- [Try it]
The answer must consist of every line below that contains the word "evaluate".

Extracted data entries
▬▬▬▬▬▬

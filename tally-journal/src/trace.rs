use serde::Deserialize;
use serde::Serialize;

use crate::AccountCode;
use crate::ModelVersionId;
use crate::NotAutoPostReason;
use crate::RuleId;
use crate::RuleMatchType;
use crate::RuleVersionId;

#[derive(Debug, Clone, Copy, PartialEq, Eq, Serialize, Deserialize)]
#[serde(rename_all = "snake_case")]
pub enum SignalKind {
    Rules,
    Ml,
    Llm,
}

/// One contribution to a decision. Fixed variant set; free-form payloads
/// never enter the trace.
#[derive(Debug, Clone, PartialEq, Serialize, Deserialize)]
#[serde(tag = "signal", rename_all = "snake_case")]
pub enum TraceSignal {
    Rule {
        rule_id: RuleId,
        match_type: RuleMatchType,
        pattern: String,
        account_code: AccountCode,
        score: f64,
    },
    Ml {
        model_version_id: ModelVersionId,
        account_code: AccountCode,
        score: f64,
        #[serde(default, skip_serializing_if = "Option::is_none")]
        calibrated_p: Option<f64>,
    },
    Llm {
        #[serde(default, skip_serializing_if = "Option::is_none")]
        account_code: Option<AccountCode>,
        score: f64,
        #[serde(default, skip_serializing_if = "Option::is_none")]
        rationale: Option<String>,
        #[serde(default, skip_serializing_if = "Option::is_none")]
        degraded: Option<String>,
    },
    System {
        note: String,
    },
}

#[derive(Debug, Clone, Default, PartialEq, Serialize, Deserialize)]
pub struct DecisionTrace {
    #[serde(default, skip_serializing_if = "Vec::is_empty")]
    pub signals: Vec<TraceSignal>,
    #[serde(default, skip_serializing_if = "Option::is_none")]
    pub vendor_norm: Option<String>,
    #[serde(default, skip_serializing_if = "Option::is_none")]
    pub rule_version_id: Option<RuleVersionId>,
    #[serde(default, skip_serializing_if = "Option::is_none")]
    pub model_version_id: Option<ModelVersionId>,
    #[serde(default, skip_serializing_if = "Option::is_none")]
    pub calibration_method: Option<String>,
    /// Every reason the gate observed, in evaluation order. The entry's
    /// `review_reason` is the first of these.
    #[serde(default, skip_serializing_if = "Vec::is_empty")]
    pub reasons: Vec<NotAutoPostReason>,
}

impl DecisionTrace {
    #[must_use]
    pub fn system(note: String) -> Self {
        Self {
            signals: vec![TraceSignal::System { note }],
            ..Self::default()
        }
    }

    pub fn push(&mut self, signal: TraceSignal) {
        self.signals.push(signal);
    }
}

#[cfg(test)]
mod tests {
    use super::*;
    use pretty_assertions::assert_eq;

    #[test]
    fn trace_signals_serialize_tagged() {
        let trace = DecisionTrace {
            signals: vec![
                TraceSignal::Rule {
                    rule_id: "rule-1".into(),
                    match_type: RuleMatchType::Exact,
                    pattern: "amazon".into(),
                    account_code: "6100".into(),
                    score: 1.0,
                },
                TraceSignal::Llm {
                    account_code: None,
                    score: 0.0,
                    rationale: None,
                    degraded: Some("llm_timeout".into()),
                },
            ],
            vendor_norm: Some("amazon".into()),
            rule_version_id: Some("v-20251015".into()),
            model_version_id: None,
            calibration_method: None,
            reasons: vec![],
        };

        let json = serde_json::to_value(&trace).expect("serialize");
        assert_eq!(json["signals"][0]["signal"], "rule");
        assert_eq!(json["signals"][1]["signal"], "llm");
        assert_eq!(json["signals"][1]["degraded"], "llm_timeout");

        let back: DecisionTrace = serde_json::from_value(json).expect("deserialize");
        assert_eq!(back, trace);
    }
}
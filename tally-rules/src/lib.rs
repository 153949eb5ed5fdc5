#![deny(clippy::print_stdout, clippy::print_stderr)]

use regex_lite::Regex;
use thiserror::Error;

use tally_journal::AccountCode;
use tally_journal::ConcurrencyError;
use tally_journal::RuleDefinition;
use tally_journal::RuleId;
use tally_journal::RuleMatchType;
use tally_journal::RuleVersion;
use tally_journal::StorageError;
use tally_journal::Transaction;

mod dry_run;
mod promoter;
mod version_store;

pub use dry_run::DryRunImpact;
pub use dry_run::dry_run_impact;
pub use promoter::PromotionPolicy;
pub use promoter::RulePromoter;
pub use version_store::RULES_POINTER;
pub use version_store::RuleVersionStore;

pub type RulesResult<T> = Result<T, RulesError>;

#[derive(Debug, Error)]
pub enum RulesError {
    #[error("validation error: {0}")]
    Validation(String),
    #[error("resource not found: {0}")]
    NotFound(String),
    #[error(transparent)]
    Storage(#[from] StorageError),
    #[error(transparent)]
    Concurrency(#[from] ConcurrencyError),
    #[error("audit sink failure: {0}")]
    Audit(String),
}

#[derive(Debug, Clone, PartialEq, Eq)]
pub struct RuleMatch {
    pub rule_id: RuleId,
    pub match_type: RuleMatchType,
    pub pattern: String,
    pub account_code: AccountCode,
    pub priority: i32,
}

impl RuleMatch {
    fn from_rule(rule: &RuleDefinition) -> Self {
        Self {
            rule_id: rule.id.clone(),
            match_type: rule.match_type,
            pattern: rule.pattern.clone(),
            account_code: rule.account_code.clone(),
            priority: rule.priority,
        }
    }
}

/// Outcome of evaluating one transaction against a rule version. The
/// first match at the winning priority is authoritative; a conflict is
/// two winning-priority matches naming different accounts.
#[derive(Debug, Clone, Default, PartialEq, Eq)]
pub struct RuleEvaluation {
    pub matched: Option<RuleMatch>,
    pub conflicting: Vec<RuleMatch>,
}

impl RuleEvaluation {
    #[must_use]
    pub fn is_conflict(&self) -> bool {
        !self.conflicting.is_empty()
    }
}

/// Stateless matcher over an immutable rule version. Safe to share across
/// concurrently processed transactions.
#[derive(Debug, Clone, Copy, Default)]
pub struct RuleEngine;

impl RuleEngine {
    #[must_use]
    pub fn new() -> Self {
        Self
    }

    pub fn evaluate(&self, version: &RuleVersion, txn: &Transaction) -> RuleEvaluation {
        let vendor_norm = txn
            .counterparty_norm
            .clone()
            .or_else(|| txn.counterparty_raw.as_deref().map(tally_vendor::normalize))
            .unwrap_or_default();
        let description_norm = tally_vendor::normalize(&txn.description_raw);
        let memo_norm = txn.memo.as_deref().map(tally_vendor::normalize);

        let mut hits: Vec<RuleMatch> = Vec::new();
        for rule in &version.rules {
            let matched = match rule.match_type {
                RuleMatchType::Exact => {
                    !vendor_norm.is_empty() && rule.pattern == vendor_norm
                }
                RuleMatchType::Regex => match Regex::new(&rule.pattern) {
                    Ok(re) => re.is_match(&description_norm) || re.is_match(&vendor_norm),
                    Err(_) => false,
                },
                RuleMatchType::Mcc => txn
                    .mcc
                    .as_deref()
                    .map(|mcc| mcc == rule.pattern)
                    .unwrap_or(false),
                RuleMatchType::MemoSubstring => memo_norm
                    .as_deref()
                    .map(|memo| memo.contains(&rule.pattern))
                    .unwrap_or(false),
            };
            if matched {
                hits.push(RuleMatch::from_rule(rule));
            }
        }

        let Some(best_priority) = hits.iter().map(|hit| hit.priority).max() else {
            return RuleEvaluation::default();
        };
        let mut winners = hits;
        winners.retain(|hit| hit.priority == best_priority);

        let first_account = winners[0].account_code.clone();
        let conflicting = if winners
            .iter()
            .any(|winner| winner.account_code != first_account)
        {
            winners.clone()
        } else {
            Vec::new()
        };

        RuleEvaluation {
            matched: winners.into_iter().next(),
            conflicting,
        }
    }
}
impl Retrainer {
    pub fn new(
        store: Arc<dyn Store>,
        registry: Arc<ModelRegistry>,
        audit: Arc<dyn AuditSink>,
        clock: Arc<dyn Clock>,
        config: RetrainerConfig,
    ) -> Self {
        Self {
            store,
            registry,
            audit,
            clock,
            config,
        }
    }

    /// Shadow-trains on the labeled corpus and promotes only through the
    /// gates. Always records a RetrainEvent, promoted or not.
    pub async fn run(
        &self,
        tenant: &TenantId,
        examples: &[LabeledExample],
        reasons: Vec<String>,
    ) -> DriftResult<RetrainOutcome> {
        let started_at = self.clock.now();

        if examples.len() < self.config.min_total_records {
            return Err(DriftError::Training(format!(
                "{} records below the {} floor",
                examples.len(),
                self.config.min_total_records
            )));
        }
        let expected_runtime = self.config.estimated_train_cost_per_record * examples.len() as u32;
        if expected_runtime > self.config.max_expected_runtime {
            return Err(DriftError::Training(format!(
                "expected runtime {expected_runtime:?} exceeds {:?}",
                self.config.max_expected_runtime
            )));
        }
        if self.config.dry_run {
            let event = self
                .record_event(
                    tenant, started_at, &reasons, 0, 0, None, None, false, None, "dry-run",
                )
                .await?;
            return Ok(RetrainOutcome {
                event,
                promoted: false,
                gate: GateOutcome {
                    pass: false,
                    failures: vec!["dry-run".into()],
                },
                backup_pointer: None,
            });
        }

        let (train, holdout) = split_time_respecting(
            examples,
            started_at.date_naive(),
            self.config.holdout_days,
        );
        if train.is_empty() || holdout.is_empty() {
            return Err(DriftError::Training(format!(
                "unusable split: {} train / {} holdout",
                train.len(),
                holdout.len()
            )));
        }
        let leakage = vendor_overlap(&train, &holdout);

        let candidate = AccountClassifier::train(&train, started_at)
            .map_err(|err| DriftError::Training(err.to_string()))?;
        let candidate_eval = evaluate(&candidate, &holdout);
        let calibration = fit_isotonic(
            &candidate_eval.score_pairs,
            &candidate.model_version_id,
            started_at,
        )
        .map_err(|err| DriftError::Training(err.to_string()))?;
        let calibrated_pairs: Vec<(f64, bool)> = candidate_eval
            .score_pairs
            .iter()
            .map(|(p, hit)| (tally_classifier::apply_calibration(&calibration, *p), *hit))
            .collect();
        let candidate_metrics = GateMetrics::from_eval(
            &candidate_eval,
            calibration.ece,
            per_bin_gaps(&calibrated_pairs, &calibration.bin_edges),
        );

        let production = self.registry.current(tenant).await?;
        let production_metrics = match &production {
            Some((prod_model, prod_calibration)) => {
                let eval = evaluate(prod_model, &holdout);
                let (ece, gaps) = match prod_calibration {
                    Some(model) => {
                        let pairs: Vec<(f64, bool)> = eval
                            .score_pairs
                            .iter()
                            .map(|(p, hit)| {
                                (tally_classifier::apply_calibration(model, *p), *hit)
                            })
                            .collect();
                        (
                            tally_classifier::expected_calibration_error(
                                &pairs,
                                &model.bin_edges,
                            ),
                            per_bin_gaps(&pairs, &model.bin_edges),
                        )
                    }
                    None => (1.0, Vec::new()),
                };
                Some(GateMetrics::from_eval(&eval, ece, gaps))
            }
            None => None,
        };

        let gate = promotion_gates(
            &candidate_metrics,
            production_metrics.as_ref(),
            leakage,
            &self.config,
        );

        let mut backup_pointer = None;
        if gate.pass {
            backup_pointer = self.registry.promote(tenant, &candidate, &calibration).await?;
            info!(
                tenant = tenant.as_str(),
                model = candidate.model_version_id.as_str(),
                "candidate promoted"
            );
        } else {
            warn!(
                tenant = tenant.as_str(),
                failures = %gate.failures.join("; "),
                "candidate rejected, production model retained"
            );
        }

        let event = self
            .record_event(
                tenant,
                started_at,
                &reasons,
                train.len(),
                holdout.len(),
                production_metrics.as_ref(),
                Some(&candidate_metrics),
                gate.pass,
                gate.pass.then(|| candidate.model_version_id.clone()),
                &if gate.pass {
                    format!("promoted {}", candidate.model_version_id)
                } else {
                    format!("rejected: {}", gate.failures.join("; "))
                },
            )
            .await?;

        Ok(RetrainOutcome {
            event,
            promoted: gate.pass,
            gate,
            backup_pointer,
        })
    }

    /// Restores a backup model and records the reversal.
    pub async fn rollback(&self, tenant: &TenantId, backup_pointer: &str) -> DriftResult<()> {
        self.registry.rollback(tenant, backup_pointer).await?;
        let now = self.clock.now();
        let event = RetrainEvent {
            id: Uuid::new_v4().to_string(),
            tenant_id: tenant.clone(),
            started_at: now,
            finished_at: now,
            reasons: vec![format!("rollback to {backup_pointer}")],
            train_n: 0,
            valid_n: 0,
            acc_old: 0.0,
            acc_new: 0.0,
            f1_old: 0.0,
            f1_new: 0.0,
            promoted: false,
            artifact_id: None,
            notes: format!("restored {backup_pointer}"),
        };
        self.store.append_retrain_event(event.clone()).await?;
        self.audit
            .append(AppendEvent {
                tenant_id: tenant.clone(),
                entity_id: backup_pointer.to_owned(),
                kind: AuditEventKind::ModelRollback,
                actor: "retrainer".into(),
                payload: serde_json::json!({ "backup_pointer": backup_pointer }),
            })
            .await
            .map_err(|err| DriftError::Audit(err.to_string()))?;
        Ok(())
    }

    #[allow(clippy::too_many_arguments)]
    async fn record_event(
        &self,
        tenant: &TenantId,
        started_at: chrono::DateTime<chrono::Utc>,
        reasons: &[String],
        train_n: usize,
        valid_n: usize,
        production: Option<&GateMetrics>,
        candidate: Option<&GateMetrics>,
        promoted: bool,
        artifact_id: Option<String>,
        notes: &str,
    ) -> DriftResult<RetrainEvent> {
        let event = RetrainEvent {
            id: Uuid::new_v4().to_string(),
            tenant_id: tenant.clone(),
            started_at,
            finished_at: self.clock.now(),
            reasons: reasons.to_vec(),
            train_n,
            valid_n,
            acc_old: production.map(|m| m.accuracy).unwrap_or(0.0),
            acc_new: candidate.map(|m| m.accuracy).unwrap_or(0.0),
            f1_old: production.map(|m| m.macro_f1).unwrap_or(0.0),
            f1_new: candidate.map(|m| m.macro_f1).unwrap_or(0.0),
            promoted,
            artifact_id,
            notes: notes.to_owned(),
        };
        self.store.append_retrain_event(event.clone()).await?;
        self.audit
            .append(AppendEvent {
                tenant_id: tenant.clone(),
                entity_id: event.id.clone(),
                kind: AuditEventKind::Retrain,
                actor: "retrainer".into(),
                payload: serde_json::json!({
                    "promoted": promoted,
                    "train_n": train_n,
                    "valid_n": valid_n,
                    "notes": notes,
                }),
            })
            .await
            .map_err(|err| DriftError::Audit(err.to_string()))?;
        Ok(event)
    }
}
use std::collections::HashMap;
use std::sync::Arc;
use std::sync::Mutex;

use tokio::sync::Mutex as AsyncMutex;
use tracing::warn;
use uuid::Uuid;

use tally_audit::AppendEvent;
use tally_audit::AuditEventKind;
use tally_audit::AuditSink;
use tally_journal::AccountCode;
use tally_journal::CandidateStatus;
use tally_journal::Clock;
use tally_journal::EvidenceEvent;
use tally_journal::EvidenceSource;
use tally_journal::RuleCandidate;
use tally_journal::RuleDefinition;
use tally_journal::RuleMatchType;
use tally_journal::RuleSource;
use tally_journal::RuleVersion;
use tally_journal::Store;
use tally_journal::TenantId;
use tally_journal::TxnId;

use crate::RulesError;
use crate::RulesResult;
use crate::version_store::RuleVersionStore;

/// Evidence thresholds a candidate must clear before it may be promoted.
#[derive(Debug, Clone, Copy, PartialEq)]
pub struct PromotionPolicy {
    pub min_obs: u64,
    pub min_conf: f64,
    pub max_var: f64,
    /// Promote on readiness without a human accept step.
    pub auto_accept: bool,
}

impl Default for PromotionPolicy {
    fn default() -> Self {
        Self {
            min_obs: 3,
            min_conf: 0.85,
            max_var: 0.08,
            auto_accept: false,
        }
    }
}

impl PromotionPolicy {
    #[must_use]
    pub fn ready(&self, candidate: &RuleCandidate) -> bool {
        candidate.obs_count >= self.min_obs
            && candidate.mean_conf >= self.min_conf
            && candidate.variance() <= self.max_var
    }
}

type CandidateKey = (TenantId, String, AccountCode);

/// Turns recurring corrections into deterministic rules. Evidence updates
/// for one candidate serialize behind a per-candidate lock; Welford's
/// moments are order-insensitive but not interleaving-safe.
pub struct RulePromoter {
    store: Arc<dyn Store>,
    versions: Arc<RuleVersionStore>,
    audit: Arc<dyn AuditSink>,
    clock: Arc<dyn Clock>,
    policy: PromotionPolicy,
    locks: Mutex<HashMap<CandidateKey, Arc<AsyncMutex<()>>>>,
}

impl RulePromoter {
    pub fn new(
        store: Arc<dyn Store>,
        versions: Arc<RuleVersionStore>,
        audit: Arc<dyn AuditSink>,
        clock: Arc<dyn Clock>,
        policy: PromotionPolicy,
    ) -> Self {
        Self {
            store,
            versions,
            audit,
            clock,
            policy,
            locks: Mutex::new(HashMap::new()),
        }
    }

    fn candidate_lock(&self, key: &CandidateKey) -> Arc<AsyncMutex<()>> {
        let mut locks = match self.locks.lock() {
            Ok(locks) => locks,
            Err(poisoned) => poisoned.into_inner(),
        };
        locks.entry(key.clone()).or_default().clone()
    }

    /// Feeds one correction into the candidate's running evidence.
    /// Returns the updated candidate and whether it now clears the
    /// promotion policy.
    pub async fn observe(
        &self,
        tenant: &TenantId,
        vendor_norm: &str,
        suggested_account: &AccountCode,
        confidence: f64,
        source: EvidenceSource,
        txn_id: &TxnId,
    ) -> RulesResult<(RuleCandidate, bool)> {
        if vendor_norm.trim().is_empty() {
            return Err(RulesError::Validation(
                "cannot aggregate evidence for an empty vendor".into(),
            ));
        }
        let key = (tenant.clone(), vendor_norm.to_owned(), suggested_account.clone());
        let lock = self.candidate_lock(&key);
        let _guard = lock.lock().await;

        let mut candidate = self
            .store
            .rule_candidate(tenant, vendor_norm, suggested_account)
            .await?
            .unwrap_or_else(|| {
                RuleCandidate::new(
                    tenant.clone(),
                    vendor_norm.to_owned(),
                    suggested_account.clone(),
                )
            });
        candidate.observe(EvidenceEvent {
            txn_id: txn_id.clone(),
            confidence,
            source,
            observed_at: self.clock.now(),
        });
        let ready = self.policy.ready(&candidate);
        self.store.put_rule_candidate(candidate.clone()).await?;
        Ok((candidate, ready))
    }

    /// Human accept. With `auto_accept` set, `promote_ready` skips this.
    pub async fn accept(
        &self,
        tenant: &TenantId,
        vendor_norm: &str,
        suggested_account: &AccountCode,
    ) -> RulesResult<RuleCandidate> {
        self.set_status(tenant, vendor_norm, suggested_account, CandidateStatus::Accepted)
            .await
    }

    pub async fn reject(
        &self,
        tenant: &TenantId,
        vendor_norm: &str,
        suggested_account: &AccountCode,
    ) -> RulesResult<RuleCandidate> {
        self.set_status(tenant, vendor_norm, suggested_account, CandidateStatus::Rejected)
            .await
    }

    async fn set_status(
        &self,
        tenant: &TenantId,
        vendor_norm: &str,
        suggested_account: &AccountCode,
        status: CandidateStatus,
    ) -> RulesResult<RuleCandidate> {
        let key = (tenant.clone(), vendor_norm.to_owned(), suggested_account.clone());
        let lock = self.candidate_lock(&key);
        let _guard = lock.lock().await;

        let mut candidate = self
            .store
            .rule_candidate(tenant, vendor_norm, suggested_account)
            .await?
            .ok_or_else(|| {
                RulesError::NotFound(format!("rule candidate {vendor_norm}/{suggested_account}"))
            })?;
        candidate.status = status;
        self.store.put_rule_candidate(candidate.clone()).await?;
        Ok(candidate)
    }

    /// Candidates currently clearing the evidence policy.
    pub async fn ready_candidates(&self, tenant: &TenantId) -> RulesResult<Vec<RuleCandidate>> {
        let mut candidates = self.store.list_rule_candidates(tenant).await?;
        candidates.retain(|candidate| {
            candidate.status == CandidateStatus::Pending && self.policy.ready(candidate)
        });
        Ok(candidates)
    }

    /// Promotes an accepted candidate into a new rule version. An existing
    /// rule for the same pattern is retained for audit; the derived rule
    /// lands one priority above it.
    pub async fn promote(
        &self,
        tenant: &TenantId,
        vendor_norm: &str,
        suggested_account: &AccountCode,
        author: &str,
    ) -> RulesResult<Arc<RuleVersion>> {
        let candidate = self
            .store
            .rule_candidate(tenant, vendor_norm, suggested_account)
            .await?
            .ok_or_else(|| {
                RulesError::NotFound(format!("rule candidate {vendor_norm}/{suggested_account}"))
            })?;
        match candidate.status {
            CandidateStatus::Accepted => {}
            CandidateStatus::Pending if self.policy.auto_accept => {
                if !self.policy.ready(&candidate) {
                    return Err(RulesError::Validation(format!(
                        "candidate {vendor_norm} has not cleared the evidence policy"
                    )));
                }
            }
            _ => {
                return Err(RulesError::Validation(format!(
                    "candidate {vendor_norm} is not accepted for promotion"
                )));
            }
        }

        let current = self.versions.current(tenant).await?;
        let mut rules = current
            .as_ref()
            .map(|version| version.rules.clone())
            .unwrap_or_default();

        let conflicting_priority = rules
            .iter()
            .filter(|rule| {
                rule.match_type == RuleMatchType::Exact
                    && rule.pattern == vendor_norm
                    && rule.account_code != *suggested_account
            })
            .map(|rule| rule.priority)
            .max();
        let priority = match conflicting_priority {
            Some(existing) => {
                warn!(
                    tenant = tenant.as_str(),
                    vendor = vendor_norm,
                    account = suggested_account.as_str(),
                    existing_priority = existing,
                    "promoted rule shadows a conflicting rule for the same pattern"
                );
                existing + 1
            }
            None => rules.iter().map(|rule| rule.priority).max().unwrap_or(0) + 1,
        };

        let derived = RuleDefinition {
            id: format!("rule-{}", Uuid::new_v4()),
            match_type: RuleMatchType::Exact,
            pattern: vendor_norm.to_owned(),
            account_code: suggested_account.clone(),
            priority,
            author: author.to_owned(),
            source: RuleSource::Promoted,
        };
        rules.push(derived.clone());

        let version = self
            .versions
            .publish(
                tenant,
                rules,
                author,
                &format!("promoted {vendor_norm} -> {suggested_account}"),
            )
            .await?;

        self.audit
            .append(AppendEvent {
                tenant_id: tenant.clone(),
                entity_id: version.version_id.clone(),
                kind: AuditEventKind::RulePromotion,
                actor: author.to_owned(),
                payload: serde_json::json!({
                    "vendor_norm": vendor_norm,
                    "account_code": suggested_account,
                    "rule_id": derived.id,
                    "priority": derived.priority,
                    "obs_count": candidate.obs_count,
                    "mean_conf": candidate.mean_conf,
                    "variance": candidate.variance(),
                    "shadowed_conflict": conflicting_priority.is_some(),
                }),
            })
            .await
            .map_err(|err| RulesError::Audit(err.to_string()))?;

        Ok(version)
    }
}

▬▬▬▬▬▬

- [Problem solution]
    pub fn evaluate(&self, version: &RuleVersion, txn: &Transaction) -> RuleEvaluation {
        let candidate_eval = evaluate(&candidate, &holdout);
                let eval = evaluate(prod_model, &holdout);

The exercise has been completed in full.